The next day, a doctor called me at work. “Your father is dying,” were his simple, honest words. I ran to the hospital.
Pop’s breathing was labored and painful but, responsible man that he was, he still struggled to make it easy on his heirs by delineating his estate. “Here is my PIN code. And here is the combination to my safe. And don’t forget to cancel Social Security and to call the Office of Personnel Management”.
I held his hand, climbed into the bed with him and shamelessly begged him not to die. Trying for levity, I asked him, “Hey, Pop! Do you see the light?”
“Forget about the light,” he replied. “Let’s get back to talking about the Bank of America.” I smiled at his reply. So typical of my father to try to care for his family even in the face of Death itself. Pop was an opponent equal to standing up even to the Grim Reaper.
Then, miraculously, Pop rallied. I went home all happy, thinking the crisis was past. Getting my father’s directive notarized was the last thing on my mind at this point in time. Yet another big mistake on my behalf.
BIG MISTAKE 4: NOT GETTING THAT CODICIL WITNESSED
That night, in the hospital, my father dictated a directive-codicil to me, five pages long. “Here is what I want you to do after my death,” he told me. “These are the instructions you need to have, as my executor, to complete the instructions in my will,” he told me. “Susan and Jimmy have their house,” he told me. “I helped put their children through college. They will be all right. I want to give my money to you so that you will be able to retire and to my grandchildren Matt and Amy so they can finish college. Your daughter Rachel is already well-fixed and should be okay”. I wrote down his words and went home to work up a clean document from the rough draft he had dictated to me.
He signed the document but I didn’t think he was going to die and make very little effort to get the document witnessed. “I can’t witness it,” the nurse on duty told us. “It’s against hospital policy. Why don’t you have it notarized?” I learned later that wills/codicils had to be witnessed, not notarized, and, anyway, I didn’t do either because I simply did not think he was going to die even though he looked just awful. This was a very big mistake.
BIG MISTAKE 5: ASSUMING THAT PROBATE IS A PIECE OF CAKE.
Several weeks before going in to the hospital, Pop called me every night. “I’m going to transfer some of my assets into joint ownership with Rachel and some into joint ownership with you,” he said again and again. This was a very wise move for him to make. He explained joint-tenancy to me. “Any money or property placed in joint tenancy goes directly to the heir who is the joint tenant. And no one can dispute it after I die because no one can get access to it without that heir’s written permission. And you won’t have to go through probate either”. Probate. There was that word.

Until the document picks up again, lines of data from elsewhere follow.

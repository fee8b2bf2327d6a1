//! Chat session state machine and its error observer collaborator.

pub mod observer;
pub mod store;

pub use observer::{ErrorObserver, TracingErrorObserver};
pub use store::{ChatSession, SessionSnapshot};
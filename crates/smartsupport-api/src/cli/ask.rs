//! One-shot `ssai ask`: send a single message through a fresh session.

use anyhow::{bail, Result};

use smartsupport_core::presentation::MessageView;
use smartsupport_types::message::MessageRole;

use crate::cli::{thinking_spinner, SessionArgs};
use crate::state::AppState;

use super::chat::renderer::ChatRenderer;

pub async fn ask(state: &AppState, text: &str, args: &SessionArgs, json: bool) -> Result<()> {
    let session = state.new_session(args);

    let spinner = (!json).then(|| thinking_spinner("Thinking..."));
    session.send_message(text).await;
    if let Some(spinner) = spinner {
        spinner.finish_and_clear();
    }

    let snapshot = session.snapshot();
    if let Some(error) = snapshot.error {
        bail!(error);
    }

    let Some(reply) = snapshot
        .messages
        .iter()
        .rev()
        .find(|m| m.role == MessageRole::Assistant)
    else {
        bail!("Nothing to send: message is empty");
    };

    let view = MessageView::from(reply);
    if json {
        println!("{}", serde_json::to_string_pretty(&view)?);
    } else {
        ChatRenderer::new().print_message(&view);
        println!();
    }

    Ok(())
}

“I want you and Rachel to have control of my bank accounts and Rachel to have my car when I die,” he continued, “and this was the best way to make sure you both get them. I just don’t want anyone to have to go through probate”. I still wasn’t very sure what probate was or why we should try to avoid it. That was another big mistake. One should always avoid probate like the plague.
“What is a prooo-bait?” asked my youngest daughter Amy, then age five. I couldn’t tell her. I didn’t know myself. Didn’t have a clue. I looked it up in the dictionary.

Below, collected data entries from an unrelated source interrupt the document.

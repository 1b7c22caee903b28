use crate::board::registry::Status;
use crate::board::store::{BoardStore, ItemId};

/// Result of resolving a drop target.
#[derive(Debug, Clone, Copy, PartialEq, Eq)]
pub enum DropResolution {
    /// The target names a column or an item; transitioning to this status.
    Status(Status),
    /// Unrecognized target (e.g. released outside any droppable surface).
    NoTransition,
}

/// Resolves a raw drop-target identifier to a target status.
///
/// First match wins: a column identifier of the active workflow beats an
/// item with the same identifier. Dropping onto another card adopts that
/// card's current status' column, never its list position.
pub fn resolve_drop(store: &BoardStore, target_id: &str) -> DropResolution {
    if let Some(status) = store.workflow().column_for_id(target_id) {
        return DropResolution::Status(status);
    }
    if let Some(status) = store.status_of(&ItemId::from(target_id)) {
        return DropResolution::Status(status);
    }
    DropResolution::NoTransition
}

#[cfg(test)]
mod tests {
    use super::*;
    use crate::board::registry::{ContentType, CAMPAIGN_WORKFLOW};
    use crate::board::store::{CardFields, WorkflowItem};
    use tokio::sync::broadcast;

    fn campaign_store(items: Vec<(&str, Status)>) -> BoardStore {
        let (tx, _rx) = broadcast::channel(16);
        let mut store = BoardStore::new(&CAMPAIGN_WORKFLOW, tx, 32);
        store.load(
            items
                .into_iter()
                .map(|(id, status)| WorkflowItem {
                    id: ItemId::from(id),
                    content_type: ContentType::Campaign,
                    status,
                    version: 0,
                    card: CardFields::default(),
                })
                .collect(),
        );
        store
    }

    #[test]
    fn column_identifier_resolves_to_its_status() {
        let store = campaign_store(vec![("a", Status::Production)]);
        assert_eq!(
            resolve_drop(&store, "production"),
            DropResolution::Status(Status::Production)
        );
    }

    #[test]
    fn item_identifier_adopts_that_items_current_status() {
        let store = campaign_store(vec![("a", Status::Production), ("b", Status::Done)]);
        assert_eq!(
            resolve_drop(&store, "b"),
            DropResolution::Status(Status::Done)
        );
    }

    #[test]
    fn column_match_wins_over_an_item_with_the_same_identifier() {
        // A card whose id collides with a column id defers to the column.
        let store = campaign_store(vec![("payment", Status::Production)]);
        assert_eq!(
            resolve_drop(&store, "payment"),
            DropResolution::Status(Status::Payment)
        );
    }

    #[test]
    fn foreign_workflow_column_does_not_resolve() {
        let store = campaign_store(vec![("a", Status::Production)]);
        assert_eq!(resolve_drop(&store, "plan"), DropResolution::NoTransition);
    }

    #[test]
    fn unrecognized_target_yields_no_transition() {
        let store = campaign_store(vec![("a", Status::Production)]);
        assert_eq!(
            resolve_drop(&store, "somewhere-else"),
            DropResolution::NoTransition
        );
    }
}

“Official proof of a will,” I read, “Whatever that means”. All too soon I — and my whole family–was going to find out — in excruciatingly painful detail — exactly what the word “prooo-bait” meant.
BIG MISTAKE 6: HEIRS THAT SPEND A LOT OF MONEY ON LAWYERS.
If your heirs are forced into probate and the estate is less than $100,000, please advise your heirs — from Heaven if need be — to settle it by getting some self-help books and/or by going Pro Per (In Propria Persona, which means representing oneself).
Less than a week after my father died, I got a letter in the mail. “Why would James R. Troth, Esq. be writing me?” I asked my daughter as I opened the envelope. “Petition for Letters of Administration,” it said. “Notice of Petition to Administer Estate and Petition to Establish Existence and Validity of Trust for an Accounting, for Hearing to Determine Location of Assets”. Those were fancy titles to documents that said, basically, “Give me the authorization (and the money) to handle Estate affairs. I want to be executor”.
I couldn’t believe it. Susan was asking to be named executor. Susan was actually suing me.
Further, my sister alleged I had influenced my father on his deathbed and “taken control of the assets”.
I was numb. “Oh. No. Not now, not so soon after my father’s death, oh no,” I mumbled. “Not now”. Now I not only had to deal with bureaucrats and clean-up and morticians. I had to deal with my sister and to deal with — and pay for — lawyers.
I started calling lawyers. Three or four attorneys flat-out told me, “You can not file your father’s will and codicil because of the lack of witnesses to the codicil. You must file the 1991 trust and pour-over will instead”.
“But what about my father’s codicil? What about his intentions? What about his wishes? Are they just to be ignored?” I cried. And cried. To no avail. Apparently, wishes and intentions and directives didn’t count for diddily in a court of law if they weren’t properly witnessed. I took the lawyers’ advice. Another big mistake. If there are a bunch of wills and directives and codicils, file them all and let the judge decide.
In the meantime, Jimmy subpoenaed my father’s bank records and God knew who else in search of Pop’s assets. Things were getting mean and out of hand. We found out later Jimmy had even hired a private detective to trail Rachel. Legal bills began mounting up at an alarming rate — all this over an estate that was worth $60,000 tops.
I then interviewed approximately 14 other lawyers, each of which had a conflicting view of how the case should proceed. The only thing they all agreed upon was that we should give both themselves and my sister bundles of bucks.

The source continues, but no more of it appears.